When forecasting goes wrong (maybe): Yemen

10 minute read

From the Ward Lab blog a few weeks ago:

Over the past few months we have worked on regularly updating our irregular leadership change models and forecasts in order to provide monthly 6-month ahead forecasts of the probability of irregular leadership change in a large number of countries–but excluding the US–worldwide. Part of that effort has been the occasional glance back at our previous predictions, and particularly more in-depth examinations for notable cases that we missed or got right, to see whether we can improve our modeling as a result. This note is one of these glances back: a postmortem of our Yemen predictions for the first half of 2015.

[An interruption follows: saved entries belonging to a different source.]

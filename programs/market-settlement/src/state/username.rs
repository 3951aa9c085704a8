use borsh::{BorshDeserialize, BorshSerialize};
use sha3::{Digest, Sha3_256};
use solana_program::{clock::UnixTimestamp, program_error::ProgramError, pubkey::Pubkey};

use crate::{
    constants::{MAX_USERNAME_LEN, MIN_USERNAME_LEN},
    error::SettlementError,
};

use super::{deserialize_account, serialize_account};

/// Claims a display name for one wallet. Keyed by the hash of the
/// normalized name so lookups are case-insensitive.
#[derive(BorshSerialize, BorshDeserialize, Debug, Clone, PartialEq)]
pub struct UsernameRecord {
    pub discriminator: [u8; 8],
    pub is_initialized: bool,
    pub owner: Pubkey,
    /// Name as the owner typed it
    pub display_name: String,
    pub registered_at: UnixTimestamp,
    pub bump: u8,
}

impl UsernameRecord {
    pub const DISCRIMINATOR: [u8; 8] = *b"USERNAME";

    pub const LEN: usize = 8 + 1 + 32 + 4 + MAX_USERNAME_LEN + 8 + 1;

    pub fn new(owner: Pubkey, display_name: String, registered_at: UnixTimestamp, bump: u8) -> Self {
        Self {
            discriminator: Self::DISCRIMINATOR,
            is_initialized: true,
            owner,
            display_name,
            registered_at,
            bump,
        }
    }

    pub fn unpack(data: &[u8]) -> Result<Self, ProgramError> {
        let record: Self = deserialize_account(data)?;
        if record.discriminator != Self::DISCRIMINATOR || !record.is_initialized {
            return Err(SettlementError::InvalidAccountData.into());
        }
        Ok(record)
    }

    pub fn pack(&self, dst: &mut [u8]) -> Result<(), ProgramError> {
        serialize_account(self, dst)
    }
}

/// Reverse lookup from wallet to its registered name
#[derive(BorshSerialize, BorshDeserialize, Debug, Clone, PartialEq)]
pub struct UserProfile {
    pub discriminator: [u8; 8],
    pub is_initialized: bool,
    pub owner: Pubkey,
    pub display_name: String,
    pub bump: u8,
}

impl UserProfile {
    pub const DISCRIMINATOR: [u8; 8] = *b"USR_PROF";

    pub const LEN: usize = 8 + 1 + 32 + 4 + MAX_USERNAME_LEN + 1;

    pub fn new(owner: Pubkey, display_name: String, bump: u8) -> Self {
        Self {
            discriminator: Self::DISCRIMINATOR,
            is_initialized: true,
            owner,
            display_name,
            bump,
        }
    }

    pub fn unpack(data: &[u8]) -> Result<Self, ProgramError> {
        let profile: Self = deserialize_account(data)?;
        if profile.discriminator != Self::DISCRIMINATOR || !profile.is_initialized {
            return Err(SettlementError::InvalidAccountData.into());
        }
        Ok(profile)
    }

    pub fn pack(&self, dst: &mut [u8]) -> Result<(), ProgramError> {
        serialize_account(self, dst)
    }
}

/// Validate a username and return its lowercase form
pub fn normalize_username(name: &str) -> Result<String, ProgramError> {
    if name.len() < MIN_USERNAME_LEN || name.len() > MAX_USERNAME_LEN {
        return Err(SettlementError::InvalidUsername.into());
    }
    if !name
        .chars()
        .all(|c| c.is_ascii_alphanumeric() || c == '_')
    {
        return Err(SettlementError::InvalidUsername.into());
    }
    Ok(name.to_ascii_lowercase())
}

/// PDA seed for a normalized username
pub fn username_hash(normalized: &str) -> [u8; 32] {
    let mut hasher = Sha3_256::new();
    hasher.update(normalized.as_bytes());
    hasher.finalize().into()
}

#[cfg(test)]
mod tests {
    use super::*;

    #[test]
    fn test_normalization_is_case_insensitive() {
        assert_eq!(normalize_username("Alice_99").unwrap(), "alice_99");
        assert_eq!(
            username_hash(&normalize_username("ALICE_99").unwrap()),
            username_hash(&normalize_username("alice_99").unwrap())
        );
    }

    #[test]
    fn test_rejects_bad_names() {
        let too_long = "a".repeat(MAX_USERNAME_LEN + 1);
        for name in ["ab", "has space", "emoji🙂", "dash-name", too_long.as_str()] {
            assert_eq!(
                normalize_username(name),
                Err(SettlementError::InvalidUsername.into()),
                "{name} should be rejected"
            );
        }
    }

    #[test]
    fn test_record_fits_longest_name() {
        let record = UsernameRecord::new(Pubkey::new_unique(), "z".repeat(MAX_USERNAME_LEN), 1, 2);
        let mut data = vec![0u8; UsernameRecord::LEN];
        record.pack(&mut data).unwrap();
        assert_eq!(UsernameRecord::unpack(&data).unwrap(), record);
    }
}
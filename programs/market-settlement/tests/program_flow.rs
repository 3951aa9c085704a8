use market_settlement::{
    instruction,
    pda::{MarketPDA, ParticipationPDA, PlatformConfigPDA, UserProfilePDA, UsernamePDA},
    state::{normalize_username, username_hash, UserProfile, UsernameRecord},
    Market, MarketStatus, Participation, PlatformConfig, SettlementError, Side,
};
use solana_program::{
    clock::Clock, instruction::Instruction, native_token::LAMPORTS_PER_SOL, pubkey::Pubkey,
    system_program,
};
use solana_program_test::*;
use solana_sdk::{
    account::Account,
    instruction::InstructionError,
    signature::{Keypair, Signer},
    transaction::{Transaction, TransactionError},
};

struct Harness {
    context: ProgramTestContext,
    authority: Keypair,
    resolver: Keypair,
    creator: Keypair,
    alice: Keypair,
    bob: Keypair,
    carol: Keypair,
}

impl Harness {
    async fn start() -> Self {
        Self::start_with_prefunded(|_| Vec::new()).await
    }

    /// `prefund` sees Alice's wallet and returns addresses to seed with
    /// lamports before genesis
    async fn start_with_prefunded<F>(prefund: F) -> Self
    where
        F: FnOnce(&Keypair) -> Vec<(Pubkey, u64)>,
    {
        let mut program_test = ProgramTest::new(
            "market_settlement",
            market_settlement::id(),
            processor!(market_settlement::process_instruction),
        );

        let authority = Keypair::new();
        let resolver = Keypair::new();
        let creator = Keypair::new();
        let alice = Keypair::new();
        let bob = Keypair::new();
        let carol = Keypair::new();

        for wallet in [&authority, &resolver, &creator, &alice, &bob, &carol] {
            program_test.add_account(
                wallet.pubkey(),
                Account::new(10 * LAMPORTS_PER_SOL, 0, &system_program::id()),
            );
        }

        for (address, lamports) in prefund(&alice) {
            program_test.add_account(address, Account::new(lamports, 0, &system_program::id()));
        }

        let context = program_test.start_with_context().await;

        Self {
            context,
            authority,
            resolver,
            creator,
            alice,
            bob,
            carol,
        }
    }

    async fn send(
        &mut self,
        instruction: Instruction,
        signers: &[&Keypair],
    ) -> Result<(), BanksClientError> {
        let blockhash = self.context.get_new_latest_blockhash().await.unwrap();
        let mut all_signers: Vec<&Keypair> = vec![&self.context.payer];
        all_signers.extend_from_slice(signers);

        let transaction = Transaction::new_signed_with_payer(
            &[instruction],
            Some(&self.context.payer.pubkey()),
            &all_signers,
            blockhash,
        );
        self.context.banks_client.process_transaction(transaction).await
    }

    async fn now(&mut self) -> i64 {
        let clock: Clock = self.context.banks_client.get_sysvar().await.unwrap();
        clock.unix_timestamp
    }

    async fn warp_to(&mut self, unix_timestamp: i64) {
        let mut clock: Clock = self.context.banks_client.get_sysvar().await.unwrap();
        clock.unix_timestamp = unix_timestamp;
        self.context.set_sysvar(&clock);
    }

    async fn lamports(&mut self, address: Pubkey) -> u64 {
        self.context.banks_client.get_balance(address).await.unwrap()
    }

    async fn account_data(&mut self, address: Pubkey) -> Vec<u8> {
        self.context
            .banks_client
            .get_account(address)
            .await
            .unwrap()
            .expect("account exists")
            .data
    }

    async fn market(&mut self, market_id: u64) -> Market {
        let (address, _) = MarketPDA::derive(&market_settlement::id(), market_id);
        Market::unpack(&self.account_data(address).await).unwrap()
    }

    async fn config(&mut self) -> PlatformConfig {
        let (address, _) = PlatformConfigPDA::derive(&market_settlement::id());
        PlatformConfig::unpack(&self.account_data(address).await).unwrap()
    }

    async fn initialize(&mut self, market_creation_fee: u64) {
        let ix = instruction::initialize_platform(
            &market_settlement::id(),
            &self.authority.pubkey(),
            &self.resolver.pubkey(),
            15,
            15,
            market_creation_fee,
        )
        .unwrap();
        let authority = self.authority.insecure_clone();
        self.send(ix, &[&authority]).await.unwrap();
    }

    /// Opens the next market closing 100 seconds from now
    async fn open_market(&mut self) -> (u64, i64) {
        let market_id = self.config().await.market_count;
        let end_time = self.now().await + 100;
        let ix = instruction::create_market(
            &market_settlement::id(),
            &self.creator.pubkey(),
            market_id,
            "Will the launch happen on schedule?".to_string(),
            end_time,
        )
        .unwrap();
        let creator = self.creator.insecure_clone();
        self.send(ix, &[&creator]).await.unwrap();
        (market_id, end_time)
    }

    async fn stake(
        &mut self,
        user: &Keypair,
        market_id: u64,
        side: Side,
        amount: u64,
    ) -> Result<(), BanksClientError> {
        let ix = instruction::record_stake(
            &market_settlement::id(),
            &user.pubkey(),
            market_id,
            side,
            amount,
        )
        .unwrap();
        self.send(ix, &[user]).await
    }
}
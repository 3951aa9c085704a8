//! Market ledger: stake accounting and the market state machine
//!
//! Every mutation validates its own preconditions against the state it is
//! handed and either applies completely or returns an error without
//! touching anything.

use solana_program::{clock::UnixTimestamp, msg, program_error::ProgramError, pubkey::Pubkey};

use crate::{
    error::SettlementError,
    state::{validate_question, Market, MarketStatus, Participation, PlatformConfig, Side},
};

pub struct MarketLedger;

impl MarketLedger {
    /// Open a new market with empty pools. Reserves the next id from the
    /// config and books the creation fee into the treasury counters.
    pub fn create_market(
        config: &mut PlatformConfig,
        creator: Pubkey,
        question: String,
        end_time: UnixTimestamp,
        now: UnixTimestamp,
        bump: u8,
    ) -> Result<Market, ProgramError> {
        validate_question(&question)?;
        if end_time <= now {
            return Err(SettlementError::InvalidEndTime.into());
        }

        let mut next_config = config.clone();
        let market_id = next_config.next_market_id()?;
        next_config.record_creation_fee(next_config.market_creation_fee)?;
        *config = next_config;

        msg!("Market {} created by {}, closes at {}", market_id, creator, end_time);

        Ok(Market::new(market_id, creator, question, end_time, now, bump))
    }

    /// Add `amount` to `side` of both the market pool and the user's shares
    pub fn record_stake(
        market: &mut Market,
        participation: &mut Participation,
        side: Side,
        amount: u64,
        now: UnixTimestamp,
    ) -> Result<(), ProgramError> {
        if participation.market_id != market.market_id {
            return Err(SettlementError::InvalidAccountData.into());
        }
        if amount == 0 {
            return Err(SettlementError::InvalidAmount.into());
        }
        if !market.is_active() {
            return Err(SettlementError::MarketNotActive.into());
        }
        if now >= market.end_time {
            return Err(SettlementError::MarketExpired.into());
        }

        // Work on copies so an overflow on the second write leaves both untouched
        let mut next_market = market.clone();
        let mut next_participation = participation.clone();

        let first_stake = participation.total_shares()? == 0;

        next_market.add_to_pool(side, amount)?;
        next_participation.add_shares(side, amount)?;
        next_participation.last_stake_at = now;
        if first_stake {
            next_market.participant_count = next_market
                .participant_count
                .checked_add(1)
                .ok_or(SettlementError::ArithmeticOverflow)?;
        }

        *market = next_market;
        *participation = next_participation;

        msg!(
            "Stake recorded: market {} {:?} +{} (yes pool {}, no pool {})",
            market.market_id,
            side,
            amount,
            market.total_yes_pool,
            market.total_no_pool
        );

        Ok(())
    }

    /// One-way transition to Resolved. Freezes the config's current fee
    /// schedule into the market.
    pub fn resolve(
        market: &mut Market,
        config: &PlatformConfig,
        caller: &Pubkey,
        outcome: Side,
        now: UnixTimestamp,
    ) -> Result<(), ProgramError> {
        if !config.can_resolve(caller) {
            return Err(SettlementError::Unauthorized.into());
        }
        match market.status {
            MarketStatus::Resolved => return Err(SettlementError::AlreadyResolved.into()),
            MarketStatus::Cancelled => return Err(SettlementError::MarketNotActive.into()),
            MarketStatus::Active => {}
        }
        if now < market.end_time {
            return Err(SettlementError::MarketNotEnded.into());
        }

        let schedule = config.fee_schedule();
        schedule.validate()?;

        market.status = MarketStatus::Resolved;
        market.outcome = Some(outcome);
        market.fee_schedule = Some(schedule);
        market.resolved_at = now;

        msg!("Market {} resolved: {:?}", market.market_id, outcome);

        Ok(())
    }

    /// Admin path from Active to Cancelled. Participants can then reclaim
    /// their stakes with a refund.
    pub fn cancel(
        market: &mut Market,
        config: &PlatformConfig,
        caller: &Pubkey,
        now: UnixTimestamp,
    ) -> Result<(), ProgramError> {
        if !config.is_authority(caller) {
            return Err(SettlementError::Unauthorized.into());
        }
        if !market.is_active() {
            return Err(SettlementError::MarketNotActive.into());
        }

        market.status = MarketStatus::Cancelled;
        market.resolved_at = now;

        msg!("Market {} cancelled", market.market_id);

        Ok(())
    }
}
fn require_signer(info: &AccountInfo) -> ProgramResult {
    if !info.is_signer {
        return Err(ProgramError::MissingRequiredSignature);
    }
    Ok(())
}

fn require_system_program(info: &AccountInfo) -> ProgramResult {
    if *info.key != system_program::id() {
        return Err(ProgramError::IncorrectProgramId);
    }
    Ok(())
}

fn load_config(program_id: &Pubkey, config_info: &AccountInfo) -> Result<PlatformConfig, ProgramError> {
    verify_pda(config_info.key, PlatformConfigPDA::derive(program_id))?;
    if config_info.owner != program_id || config_info.data_is_empty() {
        return Err(SettlementError::NotInitialized.into());
    }
    PlatformConfig::unpack(&config_info.try_borrow_data()?)
}

fn load_market(
    program_id: &Pubkey,
    market_info: &AccountInfo,
    market_id: u64,
) -> Result<Market, ProgramError> {
    if market_info.owner != program_id || market_info.data_is_empty() {
        return Err(SettlementError::MarketNotFound.into());
    }
    verify_pda(market_info.key, MarketPDA::derive(program_id, market_id))?;
    let market = Market::unpack(&market_info.try_borrow_data()?)?;
    if market.market_id != market_id {
        return Err(SettlementError::MarketNotFound.into());
    }
    Ok(market)
}

fn load_participation(
    program_id: &Pubkey,
    participation_info: &AccountInfo,
    user: &Pubkey,
) -> Result<Participation, ProgramError> {
    if participation_info.owner != program_id {
        return Err(SettlementError::InvalidAccountData.into());
    }
    let participation = Participation::unpack(&participation_info.try_borrow_data()?)?;
    if participation.user != *user {
        return Err(SettlementError::InvalidAccountData.into());
    }
    Ok(participation)
}

/// Create a program-owned PDA. An address that already holds lamports
/// cannot go through `create_account`, so it is topped up to the rent
/// minimum and then allocated and assigned in place.
fn create_pda_account<'a>(
    payer: &AccountInfo<'a>,
    new_account: &AccountInfo<'a>,
    system_program_info: &AccountInfo<'a>,
    program_id: &Pubkey,
    space: usize,
    signer_seeds: &[&[u8]],
) -> ProgramResult {
    let required = Rent::get()?.minimum_balance(space);
    let current = new_account.lamports();

    if current == 0 {
        return invoke_signed(
            &system_instruction::create_account(
                payer.key,
                new_account.key,
                required,
                space as u64,
                program_id,
            ),
            &[payer.clone(), new_account.clone(), system_program_info.clone()],
            &[signer_seeds],
        );
    }

    msg!("Account {} prefunded with {} lamports", new_account.key, current);

    let top_up = required.saturating_sub(current);
    if top_up > 0 {
        transfer_from_signer(payer, new_account, system_program_info, top_up)?;
    }

    invoke_signed(
        &system_instruction::allocate(new_account.key, space as u64),
        &[new_account.clone(), system_program_info.clone()],
        &[signer_seeds],
    )?;
    invoke_signed(
        &system_instruction::assign(new_account.key, program_id),
        &[new_account.clone(), system_program_info.clone()],
        &[signer_seeds],
    )
}

/// System transfer out of a signing wallet
fn transfer_from_signer<'a>(
    from: &AccountInfo<'a>,
    to: &AccountInfo<'a>,
    system_program_info: &AccountInfo<'a>,
    amount: u64,
) -> ProgramResult {
    invoke(
        &system_instruction::transfer(from.key, to.key, amount),
        &[from.clone(), to.clone(), system_program_info.clone()],
    )
}

/// Move lamports out of a program-owned account without dipping into its
/// rent-exempt reserve
fn transfer_from_program_account(
    from: &AccountInfo,
    to: &AccountInfo,
    amount: u64,
    rent: &Rent,
) -> ProgramResult {
    if amount == 0 {
        return Ok(());
    }

    let reserve = rent.minimum_balance(from.data_len());
    let available = from.lamports().saturating_sub(reserve);
    if amount > available {
        msg!("Transfer of {} exceeds available balance {}", amount, available);
        return Err(SettlementError::TransferFailed.into());
    }

    let from_balance = from
        .lamports()
        .checked_sub(amount)
        .ok_or(SettlementError::TransferFailed)?;
    let to_balance = to
        .lamports()
        .checked_add(amount)
        .ok_or(SettlementError::TransferFailed)?;

    **from.try_borrow_mut_lamports()? = from_balance;
    **to.try_borrow_mut_lamports()? = to_balance;

    Ok(())
}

To provide some background, the ILC forecasts are generated from an ensemble of seven thematic1 split-population duration models. For more details on how this works or what irregular leadership changes are and how we code them, take a look at our R&P paper or this longer arXiv writeup.

We made a couple of changes this year, notably adding data for the 1990's, which in turn cascaded into more changes because of the variation in ICEWS event data volume. This delayed things a bit, but eventually we were able to generate new forecasts for the time period from January to June 2015, using data up to December 2014. Here were the top predictions:

Country 6-month Prob.
Burkina Faso 0.058
Egypt 0.055
Ukraine 0.044
India 0.038
Somalia 0.038
Afghanistan 0.035
Nigeria 0.030

The probabilities are from the ensemble forecast and give the probabilities of at least 1 ILC occurring in a country between January and June 2015. To create the table, we ranked countries by these 6-month probabilities and cut off values below some threshold. There is a tradeoff here that any non-perfect model of a 0 or 1, yes/no outcome has: we could have included more cases in this table to increase the chances that we'll capture any ILCs that do occur, but would then also list a lot of countries that won't have an ILC. This is really just a tradeoff, there is no correct answer for how to weigh these two factors.

We can say that the forecasts in this table should on average, etc. give us a recall of 0.5, and in an updated paper (not yet public) we also listed another 25 cases that should get us to a recall of 0.75, for those who are more interested in avoiding false negatives than false positive.

Absent from either table is Yemen, which by the time we made the forecasts already seemed to have experienced an ILC, with President Hadi’s resignation in January, and flight to Saudi Arabia in March. Yemen was instead ranked 33 in our 6-month forecasts. The plot below shows the ranking of Yemen in the monthly forecasts from 2014 on:2

Yemen forecast rankings are around 30 in the test period

Keeping in mind that we produce forecasts for about a 150 to 160 countries, Yemen's EBMA ranking is actually fairly high and consistently in the top fifth, around 30 or so. It's ranked high in the internal conflict and public discontent models, which rely on event aggregations for material conflict between dissidents and government as well as protest, but lower in the other component predictions.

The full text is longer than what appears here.